In Superman II, Otis attempts to join Luthor in escaping from prison. However, he is abandoned for weighing down Eve Teschmacher's hot air balloon.

===Otis in comics===
- Otis appears in Forever Evil #2 (December 2013) as a LexCorp security guard who is killed by Bizarro.
- Otis appears in a flashback in Superman Returns: Prequel Comic #3.
- Otis appears in the Young Justice tie-in comic book.

===Alternate versions of Otis===
Otis appears in Superman Family Adventures.

===Otis in other media===
- A character based on Otis named Orville Gump appears in The World's Greatest Super Friends episode "Lex Luthor Strikes Back", voiced by William Callaway.
- Otis appears in the Smallville episode "Scare", portrayed by Malcolm Stewart. This version is Otis Ford, a scientist employed by LuthorCorp.
  - Another Otis appears in Smallville Season 11. This version is Otis Berg, Lex Luthor's personal assistant at LexCorp who is killed by the Monitor.
- Otis appears in the Young Justice episode "Satisfaction", voiced by Kevin Michael Richardson. This version is Otis Beatty, the head of Lex Luthor's security force.
- Otis appears in Supergirl, portrayed by Robert Baker. This version is Otis Graves, Mercy Graves's brother and a former agent of Project Cadmus who provided Ben Lockwood with the means to become Agent Liberty. After being seemingly killed by Hellgrammite, Otis is converted by Lex Luthor into a Metallo, but is eventually killed by Lockwood. After the crossover "Crisis on Infinite Earths", Otis is revived as a human and found work with Lillian Luthor.
  - Additionally, an alternate timeline version of Otis appears in the episode "It's a Super Life".
- Otis appears in Superman & Lois, portrayed by Ryan Booth. This version is Otis Grisham, an inmate at Stryker's Prison. Otis later assists Lex Luthor and Cheryl Kimble in experimenting on Bizarro and abducting Sam Lane, respectively. Otis attempts to assassinate Mayor Lana Lang, only to be thwarted by Sarah Cortez and taken into the Department of Defense's custody. Otis is later stated to have been found hanging in his cell before he could meet a prosecutor.
- Otis appears in media set in the DC Universe, portrayed by Terence Rosemore. This version is Otis Berg, Lex Luthor's assistant at LuthorCorp.
  - First appearing in Superman (2025), Otis Berg assists Sydney Happersen in releasing a Kaiju in Metropolis and later helps to control Ultraman in fighting Superman. Following Ultraman's defeat, Otis and Lex Luthor's associates are arrested.
  - Otis appears in the Peacemaker episode "Full Nelson", where he is recruited into A.R.G.U.S.

==Overgirl==
Overgirl is the name of two supervillains who have appeared in American comic books published by DC Comics as counterparts of Supergirl and Superwoman. Created by Grant Morrison and appearing in the Final Crisis and The Multiversity: Mastermen stories, both characters are inhabitants of Earth-10 where the Nazis achieved world domination.

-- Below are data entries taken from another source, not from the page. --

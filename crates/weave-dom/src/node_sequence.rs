#![forbid(unsafe_code)]

//! Node sequences: a run of sibling nodes moved as one unit.
//!
//! A rendered view owns one [`NodeSequence`]. The sequence remembers its
//! first and last node and the nodes it started with, and can move that
//! whole range in front of a reference node, append it to a parent, or pull
//! it back out of the live tree.
//!
//! Three implementations exist:
//!
//! - [`EmptySequence`]: "no view". Every operation is a no-op.
//! - [`TextNodeSequence`]: a single text node whose binding target is a
//!   zero-width marker in front of it.
//! - [`FragmentNodeSequence`]: the general case, backed by a private
//!   document fragment that holds the nodes whenever they are detached.
//!
//! [`NodeSequenceFactory`] analyzes a template once and stamps out fresh
//! sequences from it.
//!
//! # Invariants
//!
//! 1. Walking next-sibling pointers from `first_child` reaches `last_child`.
//!    Violating this is a structural bug and panics.
//! 2. After `remove()`, every node of a fragment sequence is a child of its
//!    private fragment again, in the original order.
//! 3. `find_targets()` is computed at most once per sequence.

use std::cell::OnceCell;
use std::fmt;

use crate::document::{Document, MARKER_TAG, NodeId, NodeKind, TARGET_CLASS};
use crate::error::DomError;

/// A contiguous run of sibling nodes handled as one logical unit.
pub trait NodeSequence: fmt::Debug {
    fn first_child(&self) -> Option<NodeId>;

    fn last_child(&self) -> Option<NodeId>;

    /// Nodes owned by the sequence, in order, as captured at creation.
    fn child_nodes(&self) -> &[NodeId];

    /// Nodes that binding instructions will target.
    fn find_targets(&self, doc: &Document) -> &[NodeId];

    /// Insert the whole range as siblings in front of `reference`.
    fn insert_before(&self, doc: &mut Document, reference: NodeId) -> Result<(), DomError>;

    /// Append the whole range to `parent`.
    fn append_to(&self, doc: &mut Document, parent: NodeId) -> Result<(), DomError>;

    /// Detach the range from wherever it currently lives.
    fn remove(&self, doc: &mut Document) -> Result<(), DomError>;
}

// ---------------------------------------------------------------------------
// EmptySequence
// ---------------------------------------------------------------------------

/// The sequence that renders nothing.
#[derive(Debug, Clone, Copy, Default, PartialEq, Eq)]
pub struct EmptySequence;

/// Shared empty sequence.
pub const EMPTY_SEQUENCE: EmptySequence = EmptySequence;

impl NodeSequence for EmptySequence {
    fn first_child(&self) -> Option<NodeId> {
        None
    }

    fn last_child(&self) -> Option<NodeId> {
        None
    }

    fn child_nodes(&self) -> &[NodeId] {
        &[]
    }

    fn find_targets(&self, _doc: &Document) -> &[NodeId] {
        &[]
    }

    fn insert_before(&self, _doc: &mut Document, _reference: NodeId) -> Result<(), DomError> {
        Ok(())
    }

    fn append_to(&self, _doc: &mut Document, _parent: NodeId) -> Result<(), DomError> {
        Ok(())
    }

    fn remove(&self, _doc: &mut Document) -> Result<(), DomError> {
        Ok(())
    }
}

// ---------------------------------------------------------------------------
// TextNodeSequence
// ---------------------------------------------------------------------------

/// A single interpolated text node.
///
/// The binding target is a marker that logically precedes the text, so the
/// text node itself never has to be wrapped in an element.
#[derive(Debug, Clone)]
pub struct TextNodeSequence {
    nodes: [NodeId; 1],
    targets: [NodeId; 1],
}

impl TextNodeSequence {
    /// Wrap `text`, allocating its marker.
    pub fn new(doc: &mut Document, text: NodeId) -> Result<Self, DomError> {
        if !doc.is_text(text) {
            return Err(DomError::HierarchyRequest("text sequence requires a text node"));
        }
        let marker = doc.create_marker(text)?;
        Ok(Self {
            nodes: [text],
            targets: [marker],
        })
    }

    /// The wrapped text node.
    #[must_use]
    pub fn text(&self) -> NodeId {
        self.nodes[0]
    }
}

impl NodeSequence for TextNodeSequence {
    fn first_child(&self) -> Option<NodeId> {
        Some(self.nodes[0])
    }

    fn last_child(&self) -> Option<NodeId> {
        Some(self.nodes[0])
    }

    fn child_nodes(&self) -> &[NodeId] {
        &self.nodes
    }

    fn find_targets(&self, _doc: &Document) -> &[NodeId] {
        &self.targets
    }

    fn insert_before(&self, doc: &mut Document, reference: NodeId) -> Result<(), DomError> {
        doc.insert_before(self.nodes[0], reference)
    }

    fn append_to(&self, doc: &mut Document, parent: NodeId) -> Result<(), DomError> {
        doc.append_child(parent, self.nodes[0])
    }

    fn remove(&self, doc: &mut Document) -> Result<(), DomError> {
        doc.remove(self.nodes[0])
    }
}

// ---------------------------------------------------------------------------
// FragmentNodeSequence
// ---------------------------------------------------------------------------

/// The general sequence, backed by a private fragment.
///
/// While detached, the nodes sit inside the fragment and move in a single
/// insertion. Once attached, the fragment is empty and the range is walked
/// node by node.
#[derive(Debug, Clone)]
pub struct FragmentNodeSequence {
    fragment: NodeId,
    first_child: Option<NodeId>,
    last_child: Option<NodeId>,
    child_nodes: Vec<NodeId>,
    targets: OnceCell<Vec<NodeId>>,
}

impl FragmentNodeSequence {
    /// Take ownership of the children of `fragment`.
    pub fn new(doc: &Document, fragment: NodeId) -> Result<Self, DomError> {
        match doc.kind(fragment) {
            Some(NodeKind::Fragment) => {}
            Some(_) => {
                return Err(DomError::HierarchyRequest(
                    "fragment sequence requires a fragment",
                ));
            }
            None => return Err(DomError::UnknownNode(fragment)),
        }
        Ok(Self {
            fragment,
            first_child: doc.first_child(fragment),
            last_child: doc.last_child(fragment),
            child_nodes: doc.child_nodes(fragment),
            targets: OnceCell::new(),
        })
    }

    /// The private fragment that holds the nodes while detached.
    #[must_use]
    pub fn fragment(&self) -> NodeId {
        self.fragment
    }

    /// Whether the nodes currently sit inside the private fragment.
    fn is_enclosed(&self, doc: &Document) -> bool {
        self.first_child
            .is_some_and(|first| doc.parent(first) == Some(self.fragment))
    }

    /// Collect `first_child..=last_child` by following next-sibling links.
    ///
    /// # Panics
    ///
    /// Panics if the chain ends before `last_child` is reached.
    fn range(&self, doc: &Document) -> Vec<NodeId> {
        let (Some(first), Some(last)) = (self.first_child, self.last_child) else {
            return Vec::new();
        };
        let mut out = Vec::with_capacity(self.child_nodes.len());
        let mut current = Some(first);
        while let Some(node) = current {
            out.push(node);
            if node == last {
                return out;
            }
            current = doc.next_sibling(node);
        }
        panic!(
            "corrupted node sequence: {last} is not reachable from {first} ({} nodes walked)",
            out.len()
        );
    }

    fn move_range(
        &self,
        doc: &mut Document,
        mut place: impl FnMut(&mut Document, NodeId) -> Result<(), DomError>,
    ) -> Result<(), DomError> {
        for node in self.range(doc) {
            place(doc, node)?;
        }
        Ok(())
    }
}

impl NodeSequence for FragmentNodeSequence {
    fn first_child(&self) -> Option<NodeId> {
        self.first_child
    }

    fn last_child(&self) -> Option<NodeId> {
        self.last_child
    }

    fn child_nodes(&self) -> &[NodeId] {
        &self.child_nodes
    }

    fn find_targets(&self, doc: &Document) -> &[NodeId] {
        self.targets.get_or_init(|| {
            if self.is_enclosed(doc) {
                return doc.query_by_class(self.fragment, TARGET_CLASS);
            }
            let mut targets = Vec::new();
            for &node in &self.child_nodes {
                if doc.has_class(node, TARGET_CLASS).unwrap_or(false) {
                    targets.push(node);
                }
                targets.extend(doc.query_by_class(node, TARGET_CLASS));
            }
            targets
        })
    }

    fn insert_before(&self, doc: &mut Document, reference: NodeId) -> Result<(), DomError> {
        if self.first_child.is_none() {
            return Ok(());
        }
        if self.is_enclosed(doc) {
            return doc.insert_before(self.fragment, reference);
        }
        self.move_range(doc, |doc, node| doc.insert_before(node, reference))
    }

    fn append_to(&self, doc: &mut Document, parent: NodeId) -> Result<(), DomError> {
        if self.first_child.is_none() {
            return Ok(());
        }
        if self.is_enclosed(doc) {
            return doc.append_child(parent, self.fragment);
        }
        self.move_range(doc, |doc, node| doc.append_child(parent, node))
    }

    fn remove(&self, doc: &mut Document) -> Result<(), DomError> {
        if self.first_child.is_none() || self.is_enclosed(doc) {
            return Ok(());
        }
        let fragment = self.fragment;
        self.move_range(doc, |doc, node| doc.append_child(fragment, node))
    }
}

// ---------------------------------------------------------------------------
// NodeSequenceFactory
// ---------------------------------------------------------------------------

/// Stamps out node sequences from an analyzed template.
#[derive(Debug, Clone, Copy, PartialEq, Eq)]
pub enum NodeSequenceFactory {
    /// `[<weave-marker>, " "]`: each sequence is a shallow clone of the text.
    Text { template: NodeId },
    /// Anything else: each sequence is a deep clone of the fragment.
    Fragment { template: NodeId },
}

impl NodeSequenceFactory {
    /// Analyze `node`.
    ///
    /// A `<template>` contributes its content, a fragment is used as is, and
    /// any other node is first wrapped in a new fragment.
    pub fn from_node(doc: &mut Document, node: NodeId) -> Result<Self, DomError> {
        let fragment = match (doc.template_content(node), doc.kind(node)) {
            (Some(content), _) => content,
            (None, Some(NodeKind::Fragment)) => node,
            (None, Some(_)) => {
                let fragment = doc.create_fragment();
                doc.append_child(fragment, node)?;
                fragment
            }
            (None, None) => return Err(DomError::UnknownNode(node)),
        };

        let children = doc.child_nodes(fragment);
        if let &[marker, text] = children.as_slice()
            && doc.node_name(marker) == Some(MARKER_TAG)
            && matches!(doc.kind(text), Some(NodeKind::Text(t)) if t == " ")
        {
            tracing::trace!(template = %text, "text node sequence factory");
            return Ok(Self::Text { template: text });
        }
        tracing::trace!(
            template = %fragment,
            children = children.len(),
            "fragment node sequence factory"
        );
        Ok(Self::Fragment { template: fragment })
    }

    /// Create a fresh, detached sequence.
    pub fn create(&self, doc: &mut Document) -> Result<Box<dyn NodeSequence>, DomError> {
        match *self {
            Self::Text { template } => {
                let text = doc.clone_node(template, false)?;
                Ok(Box::new(TextNodeSequence::new(doc, text)?))
            }
            Self::Fragment { template } => {
                let fragment = doc.clone_node(template, true)?;
                Ok(Box::new(FragmentNodeSequence::new(doc, fragment)?))
            }
        }
    }
}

The first version is a Kryptonian clone of Overman who fights alongside her "cousin" and the Monitors but dies.

The second version is Lena Kant, the wife of Overman who has maintained eternal youth for decades before being killed by the Freedom Fighters.

===Overgirl in other media===
Two versions of Overgirl appear in media set in the Arrowverse, portrayed by Melissa Benoist. Each version is a doppelgänger of Kara Zor-El.
- One version (also known as Red Daughter, Snowbird, and Linda Lee) appears in Supergirl. This version was created after Supergirl was exposed to black kryptonite. She ends up in Siberia and secretly trained by the Soviet military in Kaznia before being taken in and manipulated by Lex Luthor. After learning of Luthor's villainy, she sacrifices herself to save Kara and help defeat Luthor.
- Another version is an Earth-X doppelgänger who appears in Freedom Fighters: The Ray and the "Crisis on Earth-X" crossover. She is the wife of the Führer Dark Arrow, and a leading member of the New Reichsmen.